GIVEN RECORDS ::
+++

//! Portable values and the encoded buffers they travel in.
//!
//! A [`Payload`] is self-contained apart from the queues it references: the
//! JSON envelope holds everything else, and queues ride alongside in
//! `shared`, referenced from the envelope by index.

use std::collections::BTreeMap;
use std::sync::Arc;

use serde::{Deserialize, Serialize};
use skein_ast::FunctionProto;

use crate::error::SerializationError;
use crate::queue::ThreadQueue;

const ENVELOPE_VERSION: u32 = 1;

/// The body of a task: a compiled function, or source text compiled by the
/// worker.
#[derive(Clone, Debug)]
pub enum TaskBody {
    Compiled(Arc<FunctionProto>),
    Source(String),
}

impl TaskBody {
    /// Compile `src` up front so syntax errors surface before any thread
    /// exists.
    pub fn compile(src: &str, chunk: &str) -> Result<Self, crate::ThreadError> {
        skein_parse::compile_chunk(src, chunk)
            .map(TaskBody::Compiled)
            .map_err(|e| {
                crate::ThreadError::Compile(format!("{chunk}:{}: {}", e.line(), e.message()))
            })
    }
}

impl PartialEq for TaskBody {
    fn eq(&self, other: &Self) -> bool {
        match (self, other) {
            (TaskBody::Compiled(a), TaskBody::Compiled(b)) => Arc::ptr_eq(a, b) || a == b,
            (TaskBody::Source(a), TaskBody::Source(b)) => a == b,
            _ => false,
        }
    }
}

/// A value that can cross a thread boundary.
#[derive(Clone, Debug)]
pub enum Portable {
    Nil,
    Bool(bool),
    Number(f64),
    Str(String),
    List(Vec<Portable>),
    Map(BTreeMap<String, Portable>),
    Task(TaskBody),
    Queue(ThreadQueue),
}

impl Portable {
    pub fn kind(&self) -> &'static str {
        match self {
            Portable::Nil => "nil",
            Portable::Bool(_) => "boolean",
            Portable::Number(_) => "number",
            Portable::Str(_) => "string",
            Portable::List(_) => "list",
            Portable::Map(_) => "map",
            Portable::Task(_) => "function",
            Portable::Queue(_) => "queue",
        }
    }
}

impl PartialEq for Portable {
    fn eq(&self, other: &Self) -> bool {
        match (self, other) {
            (Portable::Nil, Portable::Nil) => true,
            (Portable::Bool(a), Portable::Bool(b)) => a == b,
            (Portable::Number(a), Portable::Number(b)) => a == b,
            (Portable::Str(a), Portable::Str(b)) => a == b,
            (Portable::List(a), Portable::List(b)) => a == b,
            (Portable::Map(a), Portable::Map(b)) => a == b,
            (Portable::Task(a), Portable::Task(b)) => a == b,
            (Portable::Queue(a), Portable::Queue(b)) => a.same_queue(b),
            _ => false,
        }
    }
}

impl From<f64> for Portable {
    fn from(n: f64) -> Self {
        Portable::Number(n)
    }
}

impl From<&str> for Portable {
    fn from(s: &str) -> Self {
        Portable::Str(s.to_string())
    }
}

impl From<bool> for Portable {
    fn from(b: bool) -> Self {
        Portable::Bool(b)
    }
}

/// An encoded tuple of portable values.
#[derive(Clone, Debug, Default)]
pub struct Payload {
    pub bytes: Vec<u8>,
    pub shared: Vec<ThreadQueue>,
}

#[derive(Serialize, Deserialize)]
#[serde(tag = "t", content = "v", rename_all = "snake_case")]
enum Wire {
    Nil,
    Bool(bool),
    /// IEEE-754 bits, so NaN, infinities and -0.0 survive.
    Number(u64),
    Str(String),
    List(Vec<Wire>),
    Map(BTreeMap<String, Wire>),
    Function(Arc<FunctionProto>),
    Source(String),
    Queue(usize),
}

#[derive(Serialize, Deserialize)]
struct Envelope {
    version: u32,
    values: Vec<Wire>,
}

pub fn encode(values: &[Portable]) -> Result<Payload, SerializationError> {
    let mut shared = Vec::new();
    let envelope = Envelope {
        version: ENVELOPE_VERSION,
        values: values.iter().map(|v| to_wire(v, &mut shared)).collect(),
    };
    let bytes = serde_json::to_vec(&envelope)
        .map_err(|e| SerializationError::new("payload", e.to_string()))?;
    Ok(Payload { bytes, shared })
}

pub fn decode(payload: &Payload) -> Result<Vec<Portable>, SerializationError> {
    let mut de = serde_json::Deserializer::from_slice(&payload.bytes);
    // Function bodies nest deeper than serde_json's default limit allows.
    de.disable_recursion_limit();
    let envelope = Envelope::deserialize(&mut de)
        .map_err(|e| SerializationError::new("payload", e.to_string()))?;
    de.end().map_err(|e| SerializationError::new("payload", e.to_string()))?;

    if envelope.version != ENVELOPE_VERSION {
        return Err(SerializationError::new(
            "payload",
            format!("unsupported envelope version {}", envelope.version),
        ));
    }
    envelope
        .values
        .into_iter()
        .map(|w| from_wire(w, &payload.shared))
        .collect()
}

fn to_wire(value: &Portable, shared: &mut Vec<ThreadQueue>) -> Wire {
    match value {
        Portable::Nil => Wire::Nil,
        Portable::Bool(b) => Wire::Bool(*b),
        Portable::Number(n) => Wire::Number(n.to_bits()),
        Portable::Str(s) => Wire::Str(s.clone()),
        Portable::List(items) => Wire::List(items.iter().map(|v| to_wire(v, shared)).collect()),
        Portable::Map(entries) => Wire::Map(
            entries
                .iter()
                .map(|(k, v)| (k.clone(), to_wire(v, shared)))
                .collect(),
        ),
        Portable::Task(TaskBody::Compiled(proto)) => Wire::Function(Arc::clone(proto)),
        Portable::Task(TaskBody::Source(src)) => Wire::Source(src.clone()),
        Portable::Queue(queue) => {
            let index = match shared.iter().position(|q| q.same_queue(queue)) {
                Some(i) => i,
                None => {
                    shared.push(queue.clone());
                    shared.len() - 1
                }
            };
            Wire::Queue(index)
        }
    }
}

fn from_wire(wire: Wire, shared: &[ThreadQueue]) -> Result<Portable, SerializationError> {
    Ok(match wire {
        Wire::Nil => Portable::Nil,
        Wire::Bool(b) => Portable::Bool(b),
        Wire::Number(bits) => Portable::Number(f64::from_bits(bits)),
        Wire::Str(s) => Portable::Str(s),
        Wire::List(items) => Portable::List(
            items
                .into_iter()
                .map(|w| from_wire(w, shared))
                .collect::<Result<_, _>>()?,
        ),
        Wire::Map(entries) => Portable::Map(
            entries
                .into_iter()
                .map(|(k, w)| Ok((k, from_wire(w, shared)?)))
                .collect::<Result<_, SerializationError>>()?,
        ),
        Wire::Function(proto) => Portable::Task(TaskBody::Compiled(proto)),
        Wire::Source(src) => Portable::Task(TaskBody::Source(src)),
        Wire::Queue(index) => Portable::Queue(
            shared
                .get(index)
                .cloned()
                .ok_or_else(|| {
                    let message = format!("payload references missing queue #{index}");
                    SerializationError::new("queue", message)
                })?,
        ),
    })
}

#[cfg(test)]
mod tests {
    use super::*;

    #[test]
    fn special_floats_survive() {
        let payload = encode(&[
            Portable::Number(f64::NAN),
            Portable::Number(-0.0),
            Portable::Number(f64::INFINITY),
        ])
        .unwrap();
        let values = decode(&payload).unwrap();
        let [Portable::Number(nan), Portable::Number(neg_zero), Portable::Number(inf)] =
            values.as_slice()
        else {
            panic!("unexpected decode {values:?}");
        };
        assert!(nan.is_nan());
        assert!(neg_zero.is_sign_negative());
        assert_eq!(*inf, f64::INFINITY);
    }

    #[test]
    fn nested_containers_and_tasks_decode_equal() {
        let proto = skein_parse::compile_chunk("return ...\n", "echo").unwrap();
        let mut map = BTreeMap::new();
        map.insert("k".to_string(), Portable::List(vec![Portable::from("v"), Portable::Nil]));
        let values = vec![
            Portable::Task(TaskBody::Compiled(proto)),
            Portable::Map(map),
            Portable::from(true),
        ];

        assert_eq!(decode(&encode(&values).unwrap()).unwrap(), values);
    }

    #[test]
    fn one_queue_referenced_twice_is_shared_once() {
        let q = ThreadQueue::new(1);
        let nested = Portable::List(vec![Portable::Queue(q.clone())]);
        let payload = encode(&[Portable::Queue(q.clone()), nested]).unwrap();
        assert_eq!(payload.shared.len(), 1);

        let decoded = decode(&payload).unwrap();
        assert_eq!(decoded[0], Portable::Queue(q));
    }

    #[test]
    fn rejects_unknown_version_and_dangling_queue() {
        let mut payload = encode(&[Portable::Nil]).unwrap();
        payload.bytes = br#"{"version":9,"values":[]}"#.to_vec();
        let err = decode(&payload).unwrap_err();
        assert!(err.reason.contains("version 9"));

        payload.bytes = br#"{"version":1,"values":[{"t":"queue","v":3}]}"#.to_vec();
        assert_eq!(decode(&payload).unwrap_err().kind, "queue");

        payload.bytes = br#"{"version":1,"values":[{"t":"socket","v":1}]}"#.to_vec();
        let err = decode(&payload).unwrap_err();
        assert_eq!(err.kind, "payload");
        assert!(err.reason.contains("socket"), "{}", err.reason);
    }
}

+++

Only lines that contain "ThreadQueue" are needed, so copy each of them from the data.

ANSWER TO THIS PROBLEM ::
use crate::queue::ThreadQueue;
    Queue(ThreadQueue),
    pub shared: Vec<ThreadQueue>,
fn to_wire(value: &Portable, shared: &mut Vec<ThreadQueue>) -> Wire {
fn from_wire(wire: Wire, shared: &[ThreadQueue]) -> Result<Portable, SerializationError> {
        let q = ThreadQueue::new(1);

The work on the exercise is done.